| DIRECTIONS |
Check every line below, and copy those that include "validate".

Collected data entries
◆ ◆ ◆ ◆
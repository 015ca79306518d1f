//! Service stack: a Lambda function behind two HTTP APIs.
//!
//! The function code is not known when the stack is defined. Its location
//! comes from two template parameters that the pipeline fills in at deploy
//! time with the service build artifact (see [`ServiceCode::assign`]).
//!
//! The inner API routes every request to the function. The outer API routes
//! `GET /` to the inner API and `GET /test` to a fixed external URL. In the
//! production stage the function is published behind an alias that
//! CodeDeploy shifts gradually, rolling back when the inner API reports
//! server errors.

use chrono::{DateTime, SecondsFormat, Utc};
use pipestack_config::ServiceConfig;
use pipestack_core::artifact::S3Location;
use pipestack_core::construct::logical_id;
use pipestack_core::deployer::{AlarmSpec, AutoRollback, DeploymentStrategy};
use pipestack_core::intrinsic::{get_att, import_value, join, managed_policy_arn, reference, sub};
use pipestack_core::template::Export;
use pipestack_core::{
    Environment, Error, Output, Parameter, Resource, Result, StackBuilder, StackDefinition,
    SynthesizedStack,
};
use serde::{Deserialize, Serialize};
use serde_json::{Value, json};
use std::collections::BTreeMap;
use tracing::{debug, info};
use url::Url;

/// Stage label that enables gradual deployment.
pub const PRODUCTION_STAGE: &str = "Prod";
pub const DEFAULT_RUNTIME: &str = "nodejs14.x";
pub const DEFAULT_HANDLER: &str = "src/lambda.handler";
pub const DEFAULT_TEST_ROUTE_URL: &str = "https://google.com";
/// Logical id of the endpoint output; also its output variable name.
pub const ENDPOINT_OUTPUT: &str = "ApiEndpointOutput";

const FUNCTION: &str = "ServiceLambda";
const ALIAS: &str = "ServiceLambdaAlias";
const INNER_API: &str = "InnerApiGateway";
const OUTER_API: &str = "outerApiGateway";
const DEPLOYMENT_GROUP: &str = "DeploymentGroup";
const BUCKET_PARAMETER: &str = "LambdaSourceBucketNameParameter";
const OBJECT_KEY_PARAMETER: &str = "LambdaSourceObjectKeyParameter";

/// Template parameters receiving the function code location.
#[derive(Debug, Clone, PartialEq, Eq, Serialize, Deserialize)]
pub struct ServiceCode {
    pub bucket_parameter: String,
    pub object_key_parameter: String,
}

impl ServiceCode {
    /// Parameter overrides pointing the function at `location`.
    pub fn assign(&self, location: &S3Location) -> BTreeMap<String, Value> {
        BTreeMap::from([
            (self.bucket_parameter.clone(), location.bucket_name.clone()),
            (self.object_key_parameter.clone(), location.object_key.clone()),
        ])
    }
}

/// Where an outer API route sends its traffic.
#[derive(Debug, Clone, PartialEq, Serialize, Deserialize)]
pub enum RouteTarget {
    /// The endpoint of the inner API.
    InnerEndpoint,
    /// A fixed external URL.
    External(String),
}

#[derive(Debug, Clone, PartialEq, Serialize, Deserialize)]
pub struct Route {
    pub method: String,
    pub path: String,
    pub target: RouteTarget,
}

impl Route {
    pub fn route_key(&self) -> String {
        format!("{} {}", self.method, self.path)
    }

    /// Construct id of the route, e.g. `GET--test` for `GET /test`.
    fn construct_id(&self) -> String {
        format!("{}-{}", self.method, self.path.replace('/', "-"))
    }
}

#[derive(Debug, Clone, PartialEq, Serialize, Deserialize)]
pub struct ServiceStack {
    pub name: String,
    pub environment: Environment,
    pub stage_name: Option<String>,
    /// Rendered into the function description, so every synthesis
    /// publishes a new version.
    pub generated_at: DateTime<Utc>,
    pub runtime: String,
    pub handler: String,
    pub test_route_url: String,
    pub deployment: DeploymentStrategy,
    pub auto_rollback: AutoRollback,
    pub alarm: AlarmSpec,
}

impl ServiceStack {
    pub fn new(name: impl Into<String>, environment: Environment, stage_name: Option<String>) -> Self {
        Self {
            name: name.into(),
            environment,
            stage_name,
            generated_at: Utc::now(),
            runtime: DEFAULT_RUNTIME.to_string(),
            handler: DEFAULT_HANDLER.to_string(),
            test_route_url: DEFAULT_TEST_ROUTE_URL.to_string(),
            deployment: DeploymentStrategy::CANARY_10PERCENT_5MINUTES,
            auto_rollback: AutoRollback::default(),
            alarm: AlarmSpec::server_errors_per_minute(),
        }
    }

    pub fn from_config(config: &ServiceConfig, environment: Environment) -> Self {
        Self::new(
            config.stack_name.clone(),
            environment,
            Some(config.stage.clone()),
        )
    }

    pub fn with_generated_at(mut self, generated_at: DateTime<Utc>) -> Self {
        self.generated_at = generated_at;
        self
    }

    pub fn with_test_route_url(mut self, url: impl Into<String>) -> Self {
        self.test_route_url = url.into();
        self
    }

    /// Stage label used in names; the stack name when no stage is set.
    pub fn stage_label(&self) -> &str {
        self.stage_name.as_deref().unwrap_or(&self.name)
    }

    pub fn is_production(&self) -> bool {
        self.stage_name.as_deref() == Some(PRODUCTION_STAGE)
    }

    pub fn function_name(&self) -> String {
        format!("serviceLambda_{}", self.stage_label())
    }

    pub fn alias_name(&self) -> String {
        format!("ServiceLambdaAlias{}", self.stage_label())
    }

    pub fn export_name(&self) -> String {
        format!("ServiceEndpoint{}", self.stage_label())
    }

    /// Placeholder parameters for the function code.
    pub fn service_code(&self) -> ServiceCode {
        ServiceCode {
            bucket_parameter: logical_id(&[FUNCTION, BUCKET_PARAMETER]),
            object_key_parameter: logical_id(&[FUNCTION, OBJECT_KEY_PARAMETER]),
        }
    }

    /// Import of the exported endpoint, for stacks deployed after this one.
    pub fn endpoint_import(&self) -> Value {
        import_value(&self.export_name())
    }

    /// Deploy-time value of the inner API endpoint.
    pub fn inner_endpoint(&self) -> Value {
        get_att(&logical_id(&[INNER_API, "Resource"]), "ApiEndpoint")
    }

    pub fn outer_routes(&self) -> Vec<Route> {
        vec![
            Route {
                method: "GET".to_string(),
                path: "/".to_string(),
                target: RouteTarget::InnerEndpoint,
            },
            Route {
                method: "GET".to_string(),
                path: "/test".to_string(),
                target: RouteTarget::External(self.test_route_url.clone()),
            },
        ]
    }

    /// URL a `GET` on the outer API proxies `path` to.
    pub fn resolve_route(&self, path: &str) -> Option<Value> {
        self.outer_routes()
            .into_iter()
            .find(|r| r.method == "GET" && r.path == path)
            .map(|r| self.route_target_url(&r.target))
    }

    fn route_target_url(&self, target: &RouteTarget) -> Value {
        match target {
            RouteTarget::InnerEndpoint => self.inner_endpoint(),
            RouteTarget::External(url) => Value::String(url.clone()),
        }
    }

    fn validate(&self) -> Result<()> {
        Url::parse(&self.test_route_url).map_err(|e| {
            Error::InvalidInput(format!("invalid test route url '{}': {e}", self.test_route_url))
        })?;
        if self.is_production() {
            self.deployment.validate()?;
            self.alarm.validate()?;
        }
        Ok(())
    }

    fn add_function(&self, builder: &mut StackBuilder) -> Result<FunctionIds> {
        let code = self.service_code();
        builder.add_parameter(
            &[FUNCTION, BUCKET_PARAMETER],
            Parameter::string(format!("The name of the S3 bucket holding the code of {FUNCTION}")),
        )?;
        builder.add_parameter(
            &[FUNCTION, OBJECT_KEY_PARAMETER],
            Parameter::string(format!("The S3 key of the code of {FUNCTION}")),
        )?;

        let role = builder.add_resource(
            &[FUNCTION, "ServiceRole", "Resource"],
            crate::iam::service_role(
                "lambda.amazonaws.com",
                vec![managed_policy_arn("service-role/AWSLambdaBasicExecutionRole")],
            ),
        )?;

        let properties = json!({
            "Code": {
                "S3Bucket": reference(&code.bucket_parameter),
                "S3Key": reference(&code.object_key_parameter)
            },
            "Description": format!(
                "Generated on {}",
                self.generated_at.to_rfc3339_opts(SecondsFormat::Millis, true)
            ),
            "FunctionName": self.function_name(),
            "Handler": self.handler,
            "Role": get_att(&role, "Arn"),
            "Runtime": self.runtime
        });
        let version_hash = format!("{:x}", md5::compute(properties.to_string()));

        let function = builder.add_resource(
            &[FUNCTION, "Resource"],
            Resource::new("AWS::Lambda::Function")
                .with_properties(properties)
                .with_dependency(role.clone()),
        )?;

        let version = builder.add_resource(
            &[FUNCTION, &format!("CurrentVersion{version_hash}")],
            Resource::new("AWS::Lambda::Version")
                .with_property("FunctionName", reference(&function)),
        )?;

        let alias = builder.add_resource(
            &[ALIAS, "Resource"],
            Resource::new("AWS::Lambda::Alias").with_properties(json!({
                "FunctionName": reference(&function),
                "FunctionVersion": get_att(&version, "Version"),
                "Name": self.alias_name()
            })),
        )?;

        Ok(FunctionIds { function, alias })
    }

    fn add_inner_api(&self, builder: &mut StackBuilder, function: &str) -> Result<String> {
        let api = builder.add_resource(&[INNER_API, "Resource"], http_api(INNER_API))?;

        let integration = builder.add_resource(
            &[INNER_API, "DefaultRoute", "LambdaIntegration", "Resource"],
            Resource::new("AWS::ApiGatewayV2::Integration").with_properties(json!({
                "ApiId": reference(&api),
                "IntegrationType": "AWS_PROXY",
                "IntegrationUri": get_att(function, "Arn"),
                "PayloadFormatVersion": "2.0"
            })),
        )?;

        builder.add_resource(
            &[INNER_API, "DefaultRoute", "Permission"],
            Resource::new("AWS::Lambda::Permission").with_properties(json!({
                "Action": "lambda:InvokeFunction",
                "FunctionName": get_att(function, "Arn"),
                "Principal": "apigateway.amazonaws.com",
                "SourceArn": sub(&format!(
                    "arn:${{AWS::Partition}}:execute-api:${{AWS::Region}}:${{AWS::AccountId}}:${{{api}}}/*/*"
                ))
            })),
        )?;

        builder.add_resource(
            &[INNER_API, "DefaultRoute", "Resource"],
            route(&api, "$default", &integration),
        )?;

        builder.add_resource(&[INNER_API, "DefaultStage", "Resource"], default_stage(&api))?;

        Ok(api)
    }

    fn add_outer_api(&self, builder: &mut StackBuilder) -> Result<String> {
        let api = builder.add_resource(&[OUTER_API, "Resource"], http_api(OUTER_API))?;

        for r in self.outer_routes() {
            let construct_id = r.construct_id();
            let integration = builder.add_resource(
                &[OUTER_API, &construct_id, "HttpIntegration", "Resource"],
                Resource::new("AWS::ApiGatewayV2::Integration").with_properties(json!({
                    "ApiId": reference(&api),
                    "IntegrationMethod": "ANY",
                    "IntegrationType": "HTTP_PROXY",
                    "IntegrationUri": self.route_target_url(&r.target),
                    "PayloadFormatVersion": "1.0"
                })),
            )?;
            builder.add_resource(
                &[OUTER_API, &construct_id, "Resource"],
                route(&api, &r.route_key(), &integration),
            )?;
            debug!(stack = %self.name, route = %r.route_key(), "Added outer route");
        }

        builder.add_resource(&[OUTER_API, "DefaultStage", "Resource"], default_stage(&api))?;

        Ok(api)
    }

    /// CodeDeploy application, error alarm and deployment group.
    fn add_gradual_deployment(
        &self,
        builder: &mut StackBuilder,
        inner_api: &str,
        alias: &str,
    ) -> Result<()> {
        let application = builder.add_resource(
            &[DEPLOYMENT_GROUP, "Application", "Resource"],
            Resource::new("AWS::CodeDeploy::Application")
                .with_property("ComputePlatform", json!("Lambda")),
        )?;

        let role = builder.add_resource(
            &[DEPLOYMENT_GROUP, "ServiceRole", "Resource"],
            crate::iam::service_role(
                "codedeploy.amazonaws.com",
                vec![managed_policy_arn(
                    "service-role/AWSCodeDeployRoleForLambdaLimited",
                )],
            ),
        )?;

        let alarm = builder.add_resource(
            &["ServiceErrorAlarm", "Resource"],
            Resource::new("AWS::CloudWatch::Alarm").with_properties(json!({
                "AlarmDescription": "Service experienced error",
                "AlarmName": format!("My severe alarm {}", self.stage_label()),
                "ComparisonOperator": self.alarm.comparison_operator.as_str(),
                "Dimensions": [{ "Name": "ApiId", "Value": reference(inner_api) }],
                "EvaluationPeriods": self.alarm.evaluation_periods,
                "MetricName": "5xx",
                "Namespace": "AWS/ApiGateway",
                "Period": self.alarm.period.as_secs(),
                "Statistic": self.alarm.statistic,
                "Threshold": self.alarm.threshold,
                "TreatMissingData": self.alarm.treat_missing_data.as_str()
            })),
        )?;

        let config_name = match self.deployment.predefined_name() {
            Some(name) => json!(name),
            None => {
                let config = builder.add_resource(
                    &["DeploymentConfig", "Resource"],
                    Resource::new("AWS::CodeDeploy::DeploymentConfig").with_properties(json!({
                        "ComputePlatform": "Lambda",
                        "TrafficRoutingConfig": self.deployment.traffic_routing_config()
                    })),
                )?;
                reference(&config)
            }
        };

        let group = builder.add_resource(
            &[DEPLOYMENT_GROUP, "Resource"],
            Resource::new("AWS::CodeDeploy::DeploymentGroup").with_properties(json!({
                "AlarmConfiguration": {
                    "Alarms": [{ "Name": reference(&alarm) }],
                    "Enabled": true
                },
                "ApplicationName": reference(&application),
                "AutoRollbackConfiguration": self.auto_rollback.to_config(),
                "DeploymentConfigName": config_name,
                "DeploymentStyle": {
                    "DeploymentOption": "WITH_TRAFFIC_CONTROL",
                    "DeploymentType": "BLUE_GREEN"
                },
                "ServiceRoleArn": get_att(&role, "Arn")
            })),
        )?;

        builder.resource_mut(alias)?.update_policy = Some(json!({
            "CodeDeployLambdaAliasUpdate": {
                "ApplicationName": reference(&application),
                "DeploymentGroupName": reference(&group)
            }
        }));

        info!(stack = %self.name, strategy = %self.deployment, "Enabled gradual deployment");
        Ok(())
    }
}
◆ ◆ ◆ ◆
| RESULT OF THE EXERCISE |
    fn validate(&self) -> Result<()> {
            self.deployment.validate()?;
            self.alarm.validate()?;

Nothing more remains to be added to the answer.